#### EXERCISE INPUT ####
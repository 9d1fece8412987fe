//! Shared fixtures for integration tests

#![allow(dead_code)]

use menc::container::CHUNK_SIZE;

/// Deterministic fixture: the byte pattern 0, 1, ..., 255 repeated to `len`.
pub fn pattern(len: usize) -> Vec<u8> {
    (0..len).map(|i| (i % 256) as u8).collect()
}

/// Fixture sizes around the chunk boundaries.
pub fn boundary_sizes() -> [usize; 6] {
    [
        0,
        1,
        CHUNK_SIZE - 1,
        CHUNK_SIZE,
        CHUNK_SIZE + 1,
        3 * CHUNK_SIZE + 100,
    ]
}
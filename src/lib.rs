//! menc - Passphrase-based streaming file encryption
//!
//! Files are split into fixed-size chunks, encrypted with ChaCha20 under a
//! key derived from the passphrase, and authenticated as a whole by a single
//! tag covering the header and every chunk.

#![forbid(unsafe_code)]

pub mod cipher;
pub mod container;
pub mod error;
pub mod file_ops;
pub mod kdf;
pub mod passphrase;
pub mod stream;

pub use container::Header;
pub use error::{ErrorCategory, ErrorKind, MencError, Result};
pub use stream::{decrypt_stream, encrypt_stream};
####
# PROBLEM
Output the full listing exactly, please.

# RESULT
repository 9d1fece8412987fe
//! Shared fixtures for integration tests

#![allow(dead_code)]

use menc::container::CHUNK_SIZE;

/// Deterministic fixture: the byte pattern 0, 1, ..., 255 repeated to `len`.
pub fn pattern(len: usize) -> Vec<u8> {
    (0..len).map(|i| (i % 256) as u8).collect()
}

/// Fixture sizes around the chunk boundaries.
pub fn boundary_sizes() -> [usize; 6] {
    [
        0,
        1,
        CHUNK_SIZE - 1,
        CHUNK_SIZE,
        CHUNK_SIZE + 1,
        3 * CHUNK_SIZE + 100,
    ]
}
filename src/lib.rs
//! menc - Passphrase-based streaming file encryption
//!
//! Files are split into fixed-size chunks, encrypted with ChaCha20 under a
//! key derived from the passphrase, and authenticated as a whole by a single
//! tag covering the header and every chunk.

#![forbid(unsafe_code)]

pub mod cipher;
pub mod container;
pub mod error;
pub mod file_ops;
pub mod kdf;
pub mod passphrase;
pub mod stream;

pub use container::Header;
pub use error::{ErrorCategory, ErrorKind, MencError, Result};
pub use stream::{decrypt_stream, encrypt_stream};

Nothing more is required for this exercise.